Arsenite has been well-proved to act as both an environmental carcinogen as well as a tumor therapeutic agent. AP-1 is one of the transcription factors that can be induced upon arsenite stimulation. However, the study on the mechanism and the function of the arsenite-induced AP-1 transactivation remains far complete. Here we demonstrated that high dose of arsenite induced apoptotic response in mouse fibroblasts correlating with AP-1 transactivation, which events were mediated by both IKKα and IKKβ, two major protein kinases responsible for NF-κB activation.

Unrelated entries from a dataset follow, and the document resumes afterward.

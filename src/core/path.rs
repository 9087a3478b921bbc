//! The active path through the state tree.

use super::tree::StateId;

/// Ordered state ids from the root down to the active leaf.
///
/// Only the tree hands these out, so a path is never empty and always
/// starts at the root.
#[derive(Clone, Debug, PartialEq, Eq)]
pub struct StatePath(Vec<StateId>);

impl StatePath {
    pub(crate) fn from_ids(ids: Vec<StateId>) -> Self {
        debug_assert!(!ids.is_empty(), "state path must contain the root");
        Self(ids)
    }

    pub fn ids(&self) -> &[StateId] {
        &self.0
    }

    /// The active leaf.
    pub fn leaf(&self) -> StateId {
        self.0[self.0.len() - 1]
    }

    pub fn len(&self) -> usize {
        self.0.len()
    }

    pub fn is_empty(&self) -> bool {
        self.0.is_empty()
    }

    pub fn contains(&self, id: StateId) -> bool {
        self.0.contains(&id)
    }

    /// Number of leading states shared with `other`. The last shared state
    /// is the common ancestor of both leaves.
    pub fn common_prefix_len(&self, other: &StatePath) -> usize {
        self.0
            .iter()
            .zip(other.0.iter())
            .take_while(|(a, b)| a == b)
            .count()
    }
}

#[cfg(test)]
mod tests {
    use super::*;

    fn path(ids: &[usize]) -> StatePath {
        StatePath::from_ids(ids.iter().copied().map(StateId::new).collect())
    }

    #[test]
    fn leaf_is_last_id() {
        assert_eq!(path(&[0, 2, 5]).leaf(), StateId::new(5));
    }

    #[test]
    fn common_prefix_stops_at_divergence() {
        let a = path(&[0, 2, 5, 6]);
        let b = path(&[0, 2, 7]);
        assert_eq!(a.common_prefix_len(&b), 2);
        assert_eq!(b.common_prefix_len(&a), 2);
    }

    #[test]
    fn common_prefix_of_identical_paths_is_full_length() {
        let a = path(&[0, 1, 3]);
        assert_eq!(a.common_prefix_len(&a.clone()), 3);
    }

    #[test]
    fn ancestor_prefix_is_shorter_path() {
        let leaf = path(&[0, 1, 3]);
        let ancestor = path(&[0, 1]);
        assert_eq!(leaf.common_prefix_len(&ancestor), 2);
        assert!(leaf.contains(StateId::new(1)));
    }
}
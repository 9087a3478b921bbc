//! Checkpoint error types.

use thiserror::Error;

/// Errors that can occur during checkpoint operations
#[derive(Debug, Error)]
pub enum CheckpointError {
    /// Serialization to JSON or binary format failed
    #[error("Serialization failed: {0}")]
    SerializationFailed(String),

    /// Deserialization from JSON or binary format failed
    #[error("Deserialization failed: {0}")]
    DeserializationFailed(String),

    /// Checkpoint version is not supported by this version
    #[error("Unsupported checkpoint version {found}, supported: {supported}")]
    UnsupportedVersion { found: u32, supported: u32 },

    /// The recorded path names no state in the tree
    #[error("Checkpoint path '{path}' does not name a state")]
    UnknownState { path: String },

    /// The recorded path names a composite state
    #[error("Checkpoint path '{path}' is not a leaf state")]
    NotALeaf { path: String },

    /// The checkpoint belongs to a different record
    #[error("Checkpoint was taken for record {expected}, not {found}")]
    RecordMismatch { expected: String, found: String },
}
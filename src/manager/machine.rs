//! Runtime driver holding one record's active state path.

use crate::core::{
    DirtyKind, ErrorMap, Event, EventKind, Flag, Flags, ObjectId, StateHistory, StateId,
    StatePath, StateTransition, StateTree,
};
use crate::manager::collaborators::Record;
use crate::manager::config::ManagerConfig;
use crate::manager::error::LifecycleError;
use crate::manager::tracker::{LoadSignal, PendingTracker};
use crate::manager::Machine;
use chrono::Utc;
use std::sync::Arc;
use tokio::sync::mpsc::UnboundedReceiver;
use tracing::{debug, trace};

/// Drives the lifecycle of a single record over a shared [`StateTree`].
///
/// A manager is mutated only by the code that owns its record. Handlers
/// and hooks may call back into [`StateManager::send`] and
/// [`StateManager::go_to_state`]; those nested calls complete before the
/// outer transition updates the path.
pub struct StateManager<R: Record> {
    pub(crate) tree: Arc<StateTree>,
    pub(crate) record: R,
    pub(crate) path: StatePath,
    pub(crate) pending: PendingTracker,
    pub(crate) inbox: UnboundedReceiver<ObjectId>,
    pub(crate) errors: ErrorMap,
    pub(crate) signal: LoadSignal,
    pub(crate) history: StateHistory,
    pub(crate) config: ManagerConfig,
    dispatching: Vec<EventKind>,
}

impl<R: Record> StateManager<R> {
    /// Create a manager over the shared record lifecycle tree.
    pub fn new(record: R) -> Self {
        Self::with_config(record, ManagerConfig::default())
    }

    pub fn with_config(record: R, config: ManagerConfig) -> Self {
        Self::with_tree(crate::lifecycle::record_lifecycle(), record, config)
    }

    /// Create a manager over any tree. It starts in the tree's default
    /// leaf; no enter hooks run.
    pub fn with_tree(tree: Arc<StateTree>, record: R, config: ManagerConfig) -> Self {
        let path = tree.initial_path();
        Self::at_path(tree, record, path, config)
    }

    pub(crate) fn at_path(
        tree: Arc<StateTree>,
        record: R,
        path: StatePath,
        config: ManagerConfig,
    ) -> Self {
        let (pending, inbox) = PendingTracker::channel();
        let signal = LoadSignal::new(record.id());
        let manager = Self {
            tree,
            record,
            path,
            pending,
            inbox,
            errors: ErrorMap::new(),
            signal,
            history: StateHistory::new(),
            config,
            dispatching: Vec::new(),
        };
        manager.publish_loaded();
        manager
    }

    /// Dispatch an event.
    ///
    /// The handler is looked up from the active leaf toward the root and
    /// exactly one handler runs. An event nobody handles is dropped.
    pub fn send(&mut self, event: Event) -> Result<(), LifecycleError> {
        let kind = event.kind();
        let tree = Arc::clone(&self.tree);
        let Some((owner, handler)) = tree.handler_for(&self.path, kind) else {
            trace!(
                record = %self.record.id(),
                event = kind.name(),
                state = %tree.display(&self.path),
                "no handler for event, dropping"
            );
            return Ok(());
        };

        debug!(
            record = %self.record.id(),
            event = kind.name(),
            handler = tree.node(owner).name(),
            "dispatching event"
        );
        self.dispatching.push(kind);
        let result = handler(self, event);
        self.dispatching.pop();
        result
    }

    /// Transition to the state named by `route`.
    ///
    /// Exit hooks run leaf-first up to the common ancestor, then enter hooks
    /// run from below the common ancestor down to the target's default leaf.
    /// The path changes only after every hook has returned.
    pub fn go_to_state(&mut self, route: &str) -> Result<(), LifecycleError> {
        let tree = Arc::clone(&self.tree);
        let target = tree
            .resolve(&self.path, route)
            .ok_or_else(|| LifecycleError::UnknownState {
                route: route.to_string(),
                from: tree.display(&self.path),
            })?;
        let target_path = tree.path_to(tree.default_leaf(target));

        let shared = self.path.common_prefix_len(&target_path);
        if shared == self.path.len() && shared == target_path.len() {
            trace!(route, "already in target state");
            return Ok(());
        }

        let from = tree.display(&self.path);
        let exiting: Vec<StateId> = self.path.ids()[shared..].iter().rev().copied().collect();
        for state in exiting {
            if let Some(exit) = tree.node(state).exit_hook() {
                trace!(state = tree.node(state).name(), "exit");
                exit(self, state)?;
            }
        }
        for &state in &target_path.ids()[shared..] {
            if let Some(enter) = tree.node(state).enter_hook() {
                trace!(state = tree.node(state).name(), "enter");
                enter(self, state)?;
            }
        }

        self.path = target_path;
        let to = tree.display(&self.path);
        debug!(record = %self.record.id(), %from, %to, "transitioned");
        self.record_transition(from, to);
        self.publish_loaded();
        Ok(())
    }

    /// Deliver dependency notifications that arrived since the last call,
    /// one `doneWaitingOn` event each. Returns how many were delivered.
    pub fn process_notifications(&mut self) -> Result<usize, LifecycleError> {
        let mut delivered = 0;
        while let Ok(id) = self.inbox.try_recv() {
            self.send(Event::DoneWaitingOn(id))?;
            delivered += 1;
        }
        Ok(delivered)
    }

    /// Re-attach observation for a dependency restored from a checkpoint.
    /// Returns `false` if the identity is not pending.
    pub fn reobserve(&mut self, dependency: &LoadSignal) -> bool {
        if !self.pending.contains(dependency.id()) {
            return false;
        }
        self.pending.observe(dependency);
        true
    }

    fn record_transition(&mut self, from: String, to: String) {
        if !self.config.record_history {
            return;
        }
        let transition = StateTransition {
            from,
            to,
            event: self.dispatching.last().copied(),
            timestamp: Utc::now(),
        };
        let history = self.history.record(transition);
        self.history = match self.config.history_limit {
            Some(limit) => history.retain_last(limit),
            None => history,
        };
    }

    fn publish_loaded(&self) {
        self.signal.set_loaded(self.is_loaded());
    }

    pub fn flag(&self, flag: Flag) -> bool {
        self.tree.flag(&self.path, flag)
    }

    pub fn flags(&self) -> Flags {
        self.tree.flags(&self.path)
    }

    pub fn is_loaded(&self) -> bool {
        self.flag(Flag::IsLoaded)
    }

    pub fn is_dirty(&self) -> bool {
        self.flag(Flag::IsDirty)
    }

    pub fn is_saving(&self) -> bool {
        self.flag(Flag::IsSaving)
    }

    pub fn is_deleted(&self) -> bool {
        self.flag(Flag::IsDeleted)
    }

    pub fn is_error(&self) -> bool {
        self.flag(Flag::IsError)
    }

    pub fn is_new(&self) -> bool {
        self.flag(Flag::IsNew)
    }

    pub fn is_valid(&self) -> bool {
        self.flag(Flag::IsValid)
    }

    pub fn is_pending(&self) -> bool {
        self.flag(Flag::IsPending)
    }

    /// Dotted path of the active leaf, excluding the root
    /// (`"loaded.created.unsaved"`).
    pub fn current_path(&self) -> String {
        self.tree.display(&self.path)
    }

    /// Name of the active leaf.
    pub fn current_state(&self) -> &str {
        self.tree.node(self.path.leaf()).name()
    }

    pub fn state_path(&self) -> &StatePath {
        &self.path
    }

    /// Dirty-family tag of the active leaf, if any.
    pub fn dirty_kind(&self) -> Option<DirtyKind> {
        self.tree.dirty_kind(self.path.leaf())
    }

    pub fn tree(&self) -> &Arc<StateTree> {
        &self.tree
    }

    pub fn record(&self) -> &R {
        &self.record
    }

    pub fn into_record(self) -> R {
        self.record
    }

    /// Validation errors; non-empty only while the record is invalid.
    pub fn errors(&self) -> &ErrorMap {
        &self.errors
    }

    pub fn pending(&self) -> &PendingTracker {
        &self.pending
    }

    /// Signal other records can wait on; tracks this record's `isLoaded`.
    pub fn load_signal(&self) -> LoadSignal {
        self.signal.clone()
    }

    pub fn history(&self) -> &StateHistory {
        &self.history
    }

    pub fn config(&self) -> &ManagerConfig {
        &self.config
    }
}

impl<R: Record> Machine for StateManager<R> {
    fn send(&mut self, event: Event) -> Result<(), LifecycleError> {
        StateManager::send(self, event)
    }

    fn go_to_state(&mut self, route: &str) -> Result<(), LifecycleError> {
        StateManager::go_to_state(self, route)
    }

    fn tree(&self) -> &StateTree {
        &self.tree
    }

    fn current_path(&self) -> String {
        StateManager::current_path(self)
    }

    fn record_mut(&mut self) -> &mut dyn Record {
        &mut self.record
    }

    fn pending_mut(&mut self) -> &mut PendingTracker {
        &mut self.pending
    }

    fn errors_mut(&mut self) -> &mut ErrorMap {
        &mut self.errors
    }
}
//! Static state machine data.
//!
//! This module contains the pure part of the record lifecycle:
//! - Identity tokens and event payloads
//! - The immutable state tree and its path resolution
//! - Flag resolution along a state path
//! - Immutable transition history
//!
//! Nothing in here mutates a record; the runtime driver lives in
//! [`crate::manager`].

mod event;
mod flags;
mod history;
mod id;
mod path;
mod tree;

pub use event::{ErrorMap, Event, EventKind};
pub use flags::{Flag, FlagOverrides, Flags};
pub use history::{StateHistory, StateTransition};
pub use id::{DirtyKind, ObjectId};
pub use path::StatePath;
pub use tree::{Handler, Hook, StateId, StateNode, StateTree};
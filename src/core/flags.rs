//! Lifecycle flags and their resolution along a state path.
//!
//! A flag's effective value is the override declared by the nearest
//! ancestor-or-self of the current leaf. The root declares a default for
//! every flag, so resolution always finds a value.

use super::path::StatePath;
use super::tree::StateTree;
use serde::{Deserialize, Serialize};
use std::fmt;

/// One of the eight lifecycle booleans.
#[derive(Clone, Copy, Debug, PartialEq, Eq, Hash, Serialize, Deserialize)]
pub enum Flag {
    IsLoaded,
    IsDirty,
    IsSaving,
    IsDeleted,
    IsError,
    IsNew,
    IsValid,
    IsPending,
}

impl Flag {
    pub const ALL: [Flag; 8] = [
        Flag::IsLoaded,
        Flag::IsDirty,
        Flag::IsSaving,
        Flag::IsDeleted,
        Flag::IsError,
        Flag::IsNew,
        Flag::IsValid,
        Flag::IsPending,
    ];

    pub fn name(&self) -> &'static str {
        match self {
            Self::IsLoaded => "isLoaded",
            Self::IsDirty => "isDirty",
            Self::IsSaving => "isSaving",
            Self::IsDeleted => "isDeleted",
            Self::IsError => "isError",
            Self::IsNew => "isNew",
            Self::IsValid => "isValid",
            Self::IsPending => "isPending",
        }
    }

    fn index(self) -> usize {
        self as usize
    }
}

impl fmt::Display for Flag {
    fn fmt(&self, f: &mut fmt::Formatter<'_>) -> fmt::Result {
        f.write_str(self.name())
    }
}

/// Partial set of flag values declared on a single state.
#[derive(Clone, Copy, Debug, Default, PartialEq, Eq)]
pub struct FlagOverrides([Option<bool>; 8]);

impl FlagOverrides {
    pub fn new() -> Self {
        Self::default()
    }

    /// Return a copy with `flag` overridden to `value`.
    pub fn with(mut self, flag: Flag, value: bool) -> Self {
        self.set(flag, value);
        self
    }

    pub fn set(&mut self, flag: Flag, value: bool) {
        self.0[flag.index()] = Some(value);
    }

    pub fn get(&self, flag: Flag) -> Option<bool> {
        self.0[flag.index()]
    }

    /// Overlay `other` on top of `self`; values in `other` win.
    pub fn merge(mut self, other: FlagOverrides) -> Self {
        for flag in Flag::ALL {
            if let Some(value) = other.get(flag) {
                self.set(flag, value);
            }
        }
        self
    }

    pub fn is_complete(&self) -> bool {
        self.0.iter().all(Option::is_some)
    }

    pub fn missing(&self) -> impl Iterator<Item = Flag> + '_ {
        Flag::ALL.into_iter().filter(|f| self.get(*f).is_none())
    }
}

/// Snapshot of all eight resolved flags for one state path.
#[derive(Clone, Copy, Debug, PartialEq, Eq, Serialize, Deserialize)]
#[serde(rename_all = "camelCase")]
pub struct Flags {
    pub is_loaded: bool,
    pub is_dirty: bool,
    pub is_saving: bool,
    pub is_deleted: bool,
    pub is_error: bool,
    pub is_new: bool,
    pub is_valid: bool,
    pub is_pending: bool,
}

impl Flags {
    pub fn get(&self, flag: Flag) -> bool {
        match flag {
            Flag::IsLoaded => self.is_loaded,
            Flag::IsDirty => self.is_dirty,
            Flag::IsSaving => self.is_saving,
            Flag::IsDeleted => self.is_deleted,
            Flag::IsError => self.is_error,
            Flag::IsNew => self.is_new,
            Flag::IsValid => self.is_valid,
            Flag::IsPending => self.is_pending,
        }
    }
}

impl StateTree {
    /// Resolve `flag` for the given path by scanning from leaf to root.
    ///
    /// Falls back to `false` only for trees whose root omits a default,
    /// which the builder rejects.
    pub fn flag(&self, path: &StatePath, flag: Flag) -> bool {
        path.ids()
            .iter()
            .rev()
            .find_map(|id| self.node(*id).flags().get(flag))
            .unwrap_or(false)
    }

    /// Resolve every flag for the given path.
    pub fn flags(&self, path: &StatePath) -> Flags {
        Flags {
            is_loaded: self.flag(path, Flag::IsLoaded),
            is_dirty: self.flag(path, Flag::IsDirty),
            is_saving: self.flag(path, Flag::IsSaving),
            is_deleted: self.flag(path, Flag::IsDeleted),
            is_error: self.flag(path, Flag::IsError),
            is_new: self.flag(path, Flag::IsNew),
            is_valid: self.flag(path, Flag::IsValid),
            is_pending: self.flag(path, Flag::IsPending),
        }
    }
}

#[cfg(test)]
mod tests {
    use super::*;
    use crate::builder::{StateBuilder, TreeBuilder};
    use crate::flags;

    fn tree() -> StateTree {
        let root = StateBuilder::new("root")
            .flags(flags!(
                IsLoaded = false,
                IsDirty = false,
                IsSaving = false,
                IsDeleted = false,
                IsError = false,
                IsNew = false,
                IsValid = true,
                IsPending = false,
            ))
            .initial("outer")
            .child(
                StateBuilder::new("outer")
                    .flag(Flag::IsDirty, true)
                    .initial("inner")
                    .child(StateBuilder::new("inner").flag(Flag::IsValid, false))
                    .child(StateBuilder::new("plain").flag(Flag::IsDirty, false)),
            );
        TreeBuilder::new().root(root).build().unwrap()
    }

    #[test]
    fn overrides_merge_later_wins() {
        let base = FlagOverrides::new().with(Flag::IsDirty, true);
        let merged = base.merge(FlagOverrides::new().with(Flag::IsDirty, false));
        assert_eq!(merged.get(Flag::IsDirty), Some(false));
        assert_eq!(merged.get(Flag::IsNew), None);
    }

    #[test]
    fn missing_lists_unset_flags() {
        let overrides = FlagOverrides::new().with(Flag::IsLoaded, true);
        assert!(!overrides.is_complete());
        assert_eq!(overrides.missing().count(), 7);
    }

    #[test]
    fn nearest_override_wins() {
        let tree = tree();
        let path = tree.initial_path();
        assert!(tree.flag(&path, Flag::IsDirty));
        assert!(!tree.flag(&path, Flag::IsValid));
    }

    #[test]
    fn leaf_override_shadows_parent() {
        let tree = tree();
        let plain = tree.find("outer.plain").unwrap();
        let path = tree.path_to(plain);
        assert!(!tree.flag(&path, Flag::IsDirty));
    }

    #[test]
    fn root_defaults_apply_without_overrides() {
        let tree = tree();
        let flags = tree.flags(&tree.initial_path());
        assert!(!flags.is_loaded);
        assert!(!flags.is_pending);
        assert!(flags.get(Flag::IsDirty));
    }
}
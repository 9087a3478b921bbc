//! Build errors for state trees.

use crate::validation::TreeViolation;
use thiserror::Error;

/// Errors that can occur when building a state tree.
#[derive(Debug, Error)]
pub enum BuildError {
    #[error("Root state not specified. Call .root(state) before .build()")]
    MissingRoot,

    #[error("State tree definition has {} violation(s): {}", .0.len(), join(.0))]
    InvalidTree(Vec<TreeViolation>),
}

fn join(violations: &[TreeViolation]) -> String {
    violations
        .iter()
        .map(ToString::to_string)
        .collect::<Vec<_>>()
        .join("; ")
}
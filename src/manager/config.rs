//! Per-manager configuration.

use serde::{Deserialize, Serialize};

/// Options for a [`StateManager`](crate::manager::StateManager).
///
/// Deserializes with defaults for missing keys, so an empty object is a
/// valid configuration.
#[derive(Clone, Debug, PartialEq, Eq, Serialize, Deserialize)]
#[serde(default)]
pub struct ManagerConfig {
    /// Keep a history of completed transitions
    pub record_history: bool,

    /// Upper bound on retained transitions; `None` keeps everything
    pub history_limit: Option<usize>,
}

impl Default for ManagerConfig {
    fn default() -> Self {
        Self {
            record_history: true,
            history_limit: Some(64),
        }
    }
}
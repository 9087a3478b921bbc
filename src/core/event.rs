//! Events sent into a state manager.

use super::id::ObjectId;
use crate::manager::LoadSignal;
use serde::{Deserialize, Serialize};
use serde_json::Value;
use std::collections::BTreeMap;
use std::fmt;

/// Field name to validation message, as reported by `wasInvalid`.
pub type ErrorMap = BTreeMap<String, String>;

/// Payload-free event discriminant, used as the key of handler maps.
#[derive(Clone, Copy, Debug, PartialEq, Eq, Hash, Serialize, Deserialize)]
#[serde(rename_all = "camelCase")]
pub enum EventKind {
    LoadingData,
    WillLoadData,
    SetData,
    LoadedData,
    DidCreate,
    SetProperty,
    Delete,
    WillCommit,
    WaitingOn,
    DoneWaitingOn,
    NotifyModel,
    DidUpdate,
    WasInvalid,
    BecameValid,
    DidDelete,
}

impl EventKind {
    /// Wire name of the event.
    pub fn name(&self) -> &'static str {
        match self {
            Self::LoadingData => "loadingData",
            Self::WillLoadData => "willLoadData",
            Self::SetData => "setData",
            Self::LoadedData => "loadedData",
            Self::DidCreate => "didCreate",
            Self::SetProperty => "setProperty",
            Self::Delete => "delete",
            Self::WillCommit => "willCommit",
            Self::WaitingOn => "waitingOn",
            Self::DoneWaitingOn => "doneWaitingOn",
            Self::NotifyModel => "notifyModel",
            Self::DidUpdate => "didUpdate",
            Self::WasInvalid => "wasInvalid",
            Self::BecameValid => "becameValid",
            Self::DidDelete => "didDelete",
        }
    }
}

impl fmt::Display for EventKind {
    fn fmt(&self, f: &mut fmt::Formatter<'_>) -> fmt::Result {
        f.write_str(self.name())
    }
}

/// An event together with its payload.
#[derive(Clone, Debug)]
pub enum Event {
    LoadingData,
    WillLoadData,
    /// Replace the record's data. `Value::Null` loads nothing.
    SetData(Value),
    LoadedData,
    DidCreate,
    SetProperty { key: String, value: Value },
    Delete,
    WillCommit,
    /// Block committing until the dependency behind the signal is loaded.
    WaitingOn(LoadSignal),
    DoneWaitingOn(ObjectId),
    NotifyModel,
    DidUpdate,
    WasInvalid(ErrorMap),
    BecameValid,
    DidDelete,
}

impl Event {
    pub fn set_property(key: impl Into<String>, value: impl Into<Value>) -> Self {
        Self::SetProperty {
            key: key.into(),
            value: value.into(),
        }
    }

    pub fn kind(&self) -> EventKind {
        match self {
            Self::LoadingData => EventKind::LoadingData,
            Self::WillLoadData => EventKind::WillLoadData,
            Self::SetData(_) => EventKind::SetData,
            Self::LoadedData => EventKind::LoadedData,
            Self::DidCreate => EventKind::DidCreate,
            Self::SetProperty { .. } => EventKind::SetProperty,
            Self::Delete => EventKind::Delete,
            Self::WillCommit => EventKind::WillCommit,
            Self::WaitingOn(_) => EventKind::WaitingOn,
            Self::DoneWaitingOn(_) => EventKind::DoneWaitingOn,
            Self::NotifyModel => EventKind::NotifyModel,
            Self::DidUpdate => EventKind::DidUpdate,
            Self::WasInvalid(_) => EventKind::WasInvalid,
            Self::BecameValid => EventKind::BecameValid,
            Self::DidDelete => EventKind::DidDelete,
        }
    }
}

#[cfg(test)]
mod tests {
    use super::*;

    #[test]
    fn kind_matches_payload_variant() {
        assert_eq!(
            Event::set_property("name", "x").kind(),
            EventKind::SetProperty
        );
        assert_eq!(Event::SetData(Value::Null).kind(), EventKind::SetData);
        assert_eq!(
            Event::DoneWaitingOn(ObjectId::new()).kind(),
            EventKind::DoneWaitingOn
        );
    }

    #[test]
    fn kind_names_are_camel_case() {
        assert_eq!(EventKind::WillCommit.name(), "willCommit");
        assert_eq!(EventKind::DoneWaitingOn.to_string(), "doneWaitingOn");
        assert_eq!(
            serde_json::to_string(&EventKind::WasInvalid).unwrap(),
            "\"wasInvalid\""
        );
    }
}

In addition, the regulatory effect of IKKs on the arsenite-induced AP-1 activation was delivered by sequential induction of GADD45α expression and the activation of MAPKK (MKK3/4/6) and MAPK (JNK and p38K)-dependent pathways. We further provided evidence that p50, but not p65 subunit of NF-κB, was involved in GADD45α induction and the subsequent MAPKK/MAPK/AP-1 activation under arsenite exposure, while functional NF-κB induced by arsenite stimulation consisted of p65 but not of p50 subunit. Therefore, we concluded that both IKKα and IKKβ can mediate arsenite-induced AP-1 transactivation through NF-κB activity-independent manner.